Finalement, le style de management de l'entreprise est
primordial pour l'épanouissement des biculturels à des postes
clés dans la résolution des conflits. Ainsi, selon si les
individus sont choisis en fonction de leurs capacités ou en fonction de
leur position hiérarchique, les biculturels auront plus ou moins de
chance d'arriver aux postes adéquats à l'exploitation optimale de
leurs compétences.
B. Les solutions alternatives aux individus biculturels
La culture organisationnelle peut être un facteur
important lors de la résolution des conflits.

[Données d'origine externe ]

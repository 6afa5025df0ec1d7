// Errors - failure conditions of the frame core
//
// Out-of-date and suboptimal swapchains are not errors: they come back as
// `AcquireOutcome` / `PresentOutcome` variants.

use ash::vk;
use thiserror::Error;

/// Errors raised by the frame-lifecycle core.
#[derive(Error, Debug)]
pub enum RenderError {
    /// A Vulkan call failed with an unexpected result.
    #[error("Vulkan error: {0}")]
    Vulkan(vk::Result),

    /// The logical device was lost; nothing but teardown is possible.
    #[error("GPU device lost")]
    DeviceLost,

    /// A fence wait with a finite timeout expired.
    #[error("timed out after {timeout_ns}ns waiting for a fence")]
    FenceTimeout { timeout_ns: u64 },

    /// A descriptor set could not be allocated even from a fresh pool.
    #[error("descriptor allocation failed twice, fresh pool held {capacity} sets")]
    DescriptorExhausted { capacity: u32 },

    /// GPU memory allocator failure.
    #[error("allocation error: {0}")]
    Allocation(String),

    /// A frame slot or subsystem was driven out of order.
    #[error("invalid state: {0}")]
    InvalidState(String),
}

impl RenderError {
    /// True for conditions after which the device can only be torn down.
    pub fn is_device_lost(&self) -> bool {
        matches!(self, Self::DeviceLost)
    }
}

impl From<vk::Result> for RenderError {
    fn from(result: vk::Result) -> Self {
        match result {
            vk::Result::ERROR_DEVICE_LOST => Self::DeviceLost,
            other => Self::Vulkan(other),
        }
    }
}

impl From<gpu_allocator::AllocationError> for RenderError {
    fn from(err: gpu_allocator::AllocationError) -> Self {
        Self::Allocation(err.to_string())
    }
}

/// Result type alias for core operations.
pub type RenderResult<T> = std::result::Result<T, RenderError>;

#[cfg(test)]
mod tests {
    use super::*;

    #[test]
    fn device_lost_result_maps_to_dedicated_variant() {
        let err: RenderError = vk::Result::ERROR_DEVICE_LOST.into();
        assert!(err.is_device_lost());

        let err: RenderError = vk::Result::ERROR_OUT_OF_HOST_MEMORY.into();
        assert!(matches!(err, RenderError::Vulkan(vk::Result::ERROR_OUT_OF_HOST_MEMORY)));
        assert!(!err.is_device_lost());
    }

    #[test]
    fn display_mentions_capacity() {
        let err = RenderError::DescriptorExhausted { capacity: 1500 };
        assert!(err.to_string().contains("1500"));
    }
}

Selon Pothukuchi et
al. (2002), son influence peut dépasser celle des cultures
nationales dans les relations entre siège et filiale. Le passeur de
frontière peut utiliser la culture organisationnelle comme
système de référence commune. Ainsi, les situations
conflictuelles ou stéréotypées peuvent être
réduites (Chevrier, 2004 ; Karjalainen, 2007), ce qui conduirait
à améliorer les relations entre siège et filiales (Viegas
Pires, 2008). On remarque toutefois que la culture organisationnelle d'une
multinationale est influencée par la culture nationale du pays
d'origine, où se situe en général le siège (De
Meier, 2010 ; Hofstede, 2001). Cette culture organisationnelle pourra donc
évoluer et être réinterprétée selon les pays
où se situent les différentes filiales (d'Iribarne, 2009). Si
l'utilisation de la culture organisationnelle est un bon outil pour
fédérer les individus, des malentendus culturels peuvent donc
persister (Chevrier, 2004 ; Karjalainen, 2007).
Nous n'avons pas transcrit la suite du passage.